According to a study published in the Journal of the National Cancer Institute, breast cancers that are estrogen receptor-positive and progesterone receptor-negative (ER+/PR-) are more aggressive and more likely to have high levels of specific growth factor receptors than breast cancers that are estrogen receptor-positive and progesterone receptor-positive (ER+/PR+); the altered growth factor receptor levels may contribute to tamoxifen resistance.
When breast cancer is diagnosed, tests are performed to further describe the cancer. One of these tests determines if cancer development was supported by the hormones estrogen and progesterone. Determining whether the cancer cells have receptors for estrogen and progesterone helps determine whether hormonal therapies, such as tamoxifen, are likely to be effective against the cancer. Breast cancers that are ER+/PR- have been reported to be less responsive to tamoxifen than cancers that are ER+/PR+.
Tests may also be performed to determine whether cancer cells have altered levels of specific growth factor receptors that play a role in the growth and replication of cancer cells. Two of these growth factor receptors are HER1 and HER2. Altered levels of HER1 and HER2 may indicate more aggressive cancer and may also influence progesterone receptor levels and responsiveness to tamoxifen.

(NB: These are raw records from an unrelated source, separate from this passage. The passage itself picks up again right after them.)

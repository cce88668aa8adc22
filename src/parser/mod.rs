//! Turns raw chat.log lines into [`ParsedEvent`]s.
//!
//! Parsing is best effort and total: anything unrecognised, or recognised
//! but carrying malformed numbers, yields `None`. Matchers run in priority
//! order so a line can produce at most one event (a critical hit line is a
//! single `damage_dealt { critical: true }`).

pub mod line;
pub mod skills;

pub use line::{parse_log_timestamp, split_log_line, LogLine};
pub use skills::{categorize_skill, is_attribute};

use crate::events::{EventKind, ParsedEvent, SkillCategory};

const CHANNEL_SYSTEM: &str = "System";
const CHANNEL_GLOBALS: &str = "Globals";

const CRITICAL_PREFIX: &str = "critical hit - additional damage! ";

#[derive(Debug, Clone, Default, PartialEq, Eq)]
pub struct ParserOptions {
    /// When set, globals and HoFs of other avatars are dropped.
    pub player_name: Option<String>,
}

/// Line parser carrying [`ParserOptions`].
#[derive(Debug, Clone, Default)]
pub struct LineParser {
    options: ParserOptions,
}

impl LineParser {
    pub fn new(options: ParserOptions) -> Self {
        Self { options }
    }

    pub fn options(&self) -> &ParserOptions {
        &self.options
    }

    /// Parse one raw line (full chat.log line or bare message).
    pub fn parse(&self, timestamp: i64, raw: &str) -> Option<ParsedEvent> {
        let kind = match split_log_line(raw) {
            Some(line) => match line.channel {
                CHANNEL_SYSTEM => parse_system_message(line.message),
                CHANNEL_GLOBALS => parse_global_message(line.message, &self.options),
                _ => None,
            },
            None => {
                let message = raw.trim();
                parse_system_message(message)
                    .or_else(|| parse_global_message(message, &self.options))
            }
        }?;
        Some(ParsedEvent::new(timestamp, raw, kind))
    }
}

/// Parse one raw line with default options.
pub fn parse_line(timestamp: i64, raw: &str) -> Option<ParsedEvent> {
    LineParser::default().parse(timestamp, raw)
}

/// Message text with an ASCII-lowercased copy for case-insensitive matching.
/// Lowercasing ASCII keeps byte offsets, so slices of `lower` map onto `text`.
struct Message<'a> {
    text: &'a str,
    lower: String,
}

impl<'a> Message<'a> {
    fn new(text: &'a str) -> Self {
        Self {
            text,
            lower: text.to_ascii_lowercase(),
        }
    }

    fn starts_with(&self, prefix: &str) -> bool {
        self.lower.starts_with(prefix)
    }

    fn contains(&self, needle: &str) -> bool {
        self.lower.contains(needle)
    }

    /// Original-case remainder after a lowercase prefix.
    fn after(&self, prefix: &str) -> Option<&'a str> {
        if self.lower.starts_with(prefix) {
            Some(&self.text[prefix.len()..])
        } else {
            None
        }
    }

    /// Original-case remainder after the first occurrence of a lowercase needle.
    fn after_first(&self, needle: &str) -> Option<&'a str> {
        let index = self.lower.find(needle)?;
        Some(&self.text[index + needle.len()..])
    }

    fn without_prefix(&self, prefix: &str) -> Option<Message<'a>> {
        self.after(prefix).map(Message::new)
    }
}

type Matcher = fn(&Message<'_>) -> Option<EventKind>;

const SYSTEM_MATCHERS: &[Matcher] = &[
    match_damage_dealt,
    match_damage_taken,
    match_deflect,
    match_damage_reduced,
    match_offense_outcome,
    match_defense_outcome,
    match_healing,
    match_mining,
    match_loot,
    match_skill,
    match_life,
];

fn parse_system_message(text: &str) -> Option<EventKind> {
    let text = text.trim();
    if text.is_empty() {
        return None;
    }
    let message = Message::new(text);
    SYSTEM_MATCHERS
        .iter()
        .find_map(|matcher| matcher(&message))
}

/// Parse a decimal amount. Only digits and one decimal point are accepted,
/// so `NaN`, `inf`, signs and exponents are rejected.
fn parse_amount(text: &str) -> Option<f64> {
    let text = text.trim();
    if text.is_empty() || !text.chars().all(|c| c.is_ascii_digit() || c == '.') {
        return None;
    }
    text.parse::<f64>().ok().filter(|value| value.is_finite())
}

/// Split a leading decimal number off `text`.
fn leading_amount(text: &str) -> Option<(f64, &str)> {
    let text = text.trim_start();
    let end = text
        .find(|c: char| !(c.is_ascii_digit() || c == '.'))
        .unwrap_or(text.len());
    let amount = parse_amount(&text[..end])?;
    Some((amount, &text[end..]))
}

/// Amount in `prefix N points...`.
fn points_after(message: &Message<'_>, prefix: &str) -> Option<f64> {
    let rest = message.after(prefix)?;
    let (amount, tail) = leading_amount(rest)?;
    tail.trim_start()
        .to_ascii_lowercase()
        .starts_with("point")
        .then_some(amount)
}

fn clean_name(text: &str) -> Option<String> {
    let name = text.trim().trim_end_matches(['!', '.']).trim();
    if name.is_empty() {
        None
    } else {
        Some(name.to_string())
    }
}

fn match_damage_dealt(message: &Message<'_>) -> Option<EventKind> {
    let (message, critical) = match message.without_prefix(CRITICAL_PREFIX) {
        Some(inner) => (inner, true),
        None => (Message::new(message.text), false),
    };
    let amount = points_after(&message, "you inflicted ")?;
    Some(EventKind::DamageDealt { amount, critical })
}

fn match_damage_taken(message: &Message<'_>) -> Option<EventKind> {
    let (message, critical) = match message.without_prefix(CRITICAL_PREFIX) {
        Some(inner) => (inner, true),
        None => (Message::new(message.text), false),
    };
    let amount = points_after(&message, "you took ")?;
    Some(EventKind::DamageTaken { amount, critical })
}

fn match_deflect(message: &Message<'_>) -> Option<EventKind> {
    message
        .starts_with("damage deflected")
        .then_some(EventKind::Deflect)
}

fn match_damage_reduced(message: &Message<'_>) -> Option<EventKind> {
    let amount = points_after(message, "reduced ")?;
    Some(EventKind::DamageReduced { amount })
}

fn match_offense_outcome(message: &Message<'_>) -> Option<EventKind> {
    if message.starts_with("you missed") {
        return Some(EventKind::Miss);
    }
    if message.starts_with("the target dodged") {
        return Some(EventKind::TargetDodged);
    }
    if message.starts_with("the target evaded") {
        return Some(EventKind::TargetEvaded);
    }
    if message.starts_with("the target resisted") || message.starts_with("the target jammed") {
        return Some(EventKind::TargetResisted);
    }
    if message.starts_with("target out of range") || message.starts_with("out of range") {
        return Some(EventKind::OutOfRange);
    }
    None
}

fn match_defense_outcome(message: &Message<'_>) -> Option<EventKind> {
    if message.starts_with("you dodged") {
        return Some(EventKind::PlayerDodged);
    }
    if message.starts_with("you evaded") {
        return Some(EventKind::PlayerEvaded);
    }
    if message.starts_with("the attack missed you") {
        return Some(EventKind::EnemyMissed);
    }
    None
}

fn match_healing(message: &Message<'_>) -> Option<EventKind> {
    if message.starts_with("you healed yourself ") {
        let amount = points_after(message, "you healed yourself ")?;
        return Some(EventKind::SelfHeal { amount });
    }
    if message.starts_with("you were healed ") {
        let amount = points_after(message, "you were healed ")?;
        return Some(EventKind::HealedBy { amount });
    }
    if message.starts_with("you healed ") {
        let rest = Message::new(message.after("you healed ")?);
        let amount = points_after(&Message::new(rest.after_first(" with ")?), "")?;
        return Some(EventKind::HealGiven { amount });
    }
    None
}

fn match_mining(message: &Message<'_>) -> Option<EventKind> {
    if message.starts_with("you have claimed a resource") {
        let value = ped_value(message)?;
        return Some(EventKind::MiningClaim { value });
    }
    if message.starts_with("this resource is depleted")
        || message.starts_with("no resources found")
        || message.starts_with("you did not find any resources")
    {
        return Some(EventKind::MiningNoFind);
    }
    None
}

/// Amount in `... Value: N PED`.
fn ped_value(message: &Message<'_>) -> Option<f64> {
    let rest = message.after_first("value: ")?;
    let (value, tail) = leading_amount(rest)?;
    tail.trim_start()
        .to_ascii_lowercase()
        .starts_with("ped")
        .then_some(value)
}

/// `You received ITEM x (Q) Value: N PED`
fn match_loot(message: &Message<'_>) -> Option<EventKind> {
    let body = message.after("you received ")?;
    let body_message = Message::new(body);
    let marker = body_message.lower.rfind(" x (")?;
    let item_name = clean_name(&body[..marker])?;

    let after_marker = &body[marker + " x (".len()..];
    let close = after_marker.find(')')?;
    let quantity_text = after_marker[..close].trim();
    if quantity_text.is_empty() || !quantity_text.chars().all(|c| c.is_ascii_digit()) {
        return None;
    }
    let quantity = quantity_text.parse::<u32>().ok()?;

    let value = ped_value(&Message::new(&after_marker[close + 1..]))?;
    Some(EventKind::Loot {
        value,
        item_name,
        quantity,
    })
}

fn skill_gain(amount: f64, name: String) -> EventKind {
    match categorize_skill(&name) {
        SkillCategory::Attributes => EventKind::AttributeGain {
            amount,
            skill_name: name,
        },
        skill_category => EventKind::SkillGain {
            amount,
            skill_name: name,
            skill_category,
        },
    }
}

fn match_skill(message: &Message<'_>) -> Option<EventKind> {
    if let Some(rest) = message.after("you have gained a new rank in ") {
        return Some(EventKind::SkillRank {
            skill_name: clean_name(rest)?,
        });
    }
    if let Some(rest) = message.after("you have acquired a new skill") {
        let rest = rest.trim_start_matches([':', ';', ',', ' ']);
        return Some(EventKind::SkillAcquired {
            skill_name: clean_name(rest)?,
        });
    }
    if let Some(rest) = message.after("you have gained ") {
        let (amount, tail) = leading_amount(rest)?;
        let tail_message = Message::new(tail.trim());
        if let Some(skill) = tail_message.after("experience in your ") {
            let skill_message = Message::new(skill);
            let name = match skill_message.lower.rfind(" skill") {
                Some(end) => &skill[..end],
                None => skill,
            };
            return Some(skill_gain(amount, clean_name(name)?));
        }
        return Some(skill_gain(amount, clean_name(tail_message.text)?));
    }
    if let Some(rest) = message.after("your ") {
        let rest_message = Message::new(rest);
        let split = rest_message.lower.find(" has improved by ")?;
        let name = clean_name(&rest[..split])?;
        let (amount, _) = leading_amount(&rest[split + " has improved by ".len()..])?;
        return Some(skill_gain(amount, name));
    }
    None
}

fn match_life(message: &Message<'_>) -> Option<EventKind> {
    if message.starts_with("you were killed")
        || message.starts_with("you have been killed")
        || message.starts_with("you died")
    {
        return Some(EventKind::Death);
    }
    if message.starts_with("you have been revived") || message.starts_with("you were revived") {
        return Some(EventKind::Revive);
    }
    None
}

const GLOBAL_ACTIONS: &[&str] = &[
    " killed a creature",
    " found a deposit",
    " constructed an item",
    " has found a rare item",
];

fn parse_global_message(text: &str, options: &ParserOptions) -> Option<EventKind> {
    let message = Message::new(text.trim());
    let (player, action_start) = GLOBAL_ACTIONS.iter().find_map(|action| {
        let index = message.lower.find(action)?;
        Some((message.text[..index].trim(), index))
    })?;
    if player.is_empty() {
        return None;
    }
    if let Some(own_name) = options.player_name.as_deref() {
        if !own_name.trim().eq_ignore_ascii_case(player) {
            return None;
        }
    }

    let action = Message::new(&message.text[action_start..]);
    let value_text = action
        .after_first("with a value of ")
        .or_else(|| action.after_first(" worth "));
    let value = match value_text {
        Some(rest) => Some(leading_amount(rest)?.0),
        None => None,
    };

    let player = Some(player.to_string());
    if message.contains("hall of fame") {
        Some(EventKind::Hof { player, value })
    } else {
        Some(EventKind::Global { player, value })
    }
}

#[cfg(test)]
mod tests {
    use super::*;

    fn kind(raw: &str) -> Option<EventKind> {
        parse_line(0, raw).map(|event| event.kind)
    }

    #[test]
    fn critical_damage_is_one_event() {
        assert_eq!(
            kind("Critical hit - Additional damage! You inflicted 90.4 points of damage"),
            Some(EventKind::DamageDealt {
                amount: 90.4,
                critical: true
            })
        );
    }

    #[test]
    fn malformed_amount_drops_line() {
        assert_eq!(kind("You inflicted NaN points of damage"), None);
        assert_eq!(kind("You inflicted inf points of damage"), None);
        assert_eq!(kind("You inflicted 1.2.3 points of damage"), None);
        assert_eq!(kind("You took -5 points of damage"), None);
    }

    #[test]
    fn leading_amount_splits_number() {
        let (value, rest) = leading_amount(" 12.50 points").expect("number");
        assert_eq!(value, 12.5);
        assert_eq!(rest, " points");
        assert!(leading_amount("points").is_none());
    }

    #[test]
    fn loot_item_name_may_contain_x() {
        assert_eq!(
            kind("You received Animal Hide x (3) Value: 0.06 PED"),
            Some(EventKind::Loot {
                value: 0.06,
                item_name: "Animal Hide".to_string(),
                quantity: 3
            })
        );
        assert_eq!(
            kind("You received Xeno Ichor x (1) Value: 1.50 PED"),
            Some(EventKind::Loot {
                value: 1.5,
                item_name: "Xeno Ichor".to_string(),
                quantity: 1
            })
        );
    }

    #[test]
    fn loot_with_bad_quantity_is_dropped() {
        assert_eq!(kind("You received Shrapnel x (lots) Value: 0.5 PED"), None);
        assert_eq!(kind("You received Shrapnel x (5) Value: ? PED"), None);
    }

    #[test]
    fn chat_channels_never_produce_events() {
        assert_eq!(
            kind("2024-01-15 12:00:00 [Rookie] [Someone] You inflicted 10 points of damage"),
            None
        );
    }

    #[test]
    fn globals_filtered_by_player_name() {
        let parser = LineParser::new(ParserOptions {
            player_name: Some("Jane Doe".to_string()),
        });
        let own = "2024-01-15 12:00:00 [Globals] [] Jane Doe killed a creature (Atrox Young) with a value of 55 PED!";
        let other = "2024-01-15 12:00:00 [Globals] [] John Roe killed a creature (Atrox Young) with a value of 55 PED!";
        assert!(parser.parse(0, own).is_some());
        assert!(parser.parse(0, other).is_none());
    }
}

In order to explore the relationships among progesterone receptor status, HER1 and HER2 status, tumor characteristics, and response to tamoxifen, researchers in Texas evaluated 31,415 patients with ER+/PR+ breast cancer and 13,404 patients with ER+/PR- breast cancer. Cancers that were ER+/PR- tended to be more aggressive and to have higher levels of HER1 and HER2 than cancers that were ER+/PR+. Among women with ER+/PR- cancers, elevated levels of HER1 and HER2 were associated with worse survival after treatment with tamoxifen. Among women with ER+/PR+ cancers, level of HER1 and HER2 did not influence survival after tamoxifen.
The researchers conclude that ER+/PR- breast cancers are more aggressive than ER+/PR+ breast cancers and may have altered growth factor activity that contributes to tamoxifen resistance. If this is confirmed, the researchers suggest that future studies of ER+/PR- breast cancer should evaluate the effect of therapy with both tamoxifen and a drug that targets growth factor activity. The researchers also raise the possibility that response to drugs that target HER2 may differ by PR status.
Reference: Arpino G, Weiss H, Lee AV et al. Estrogen receptor-positive, progesterone receptor-negative breast cancer: association with growth factor receptor expression and tamoxifen resistance. Journal of the National Cancer Institute. 2005;97:1254-1261.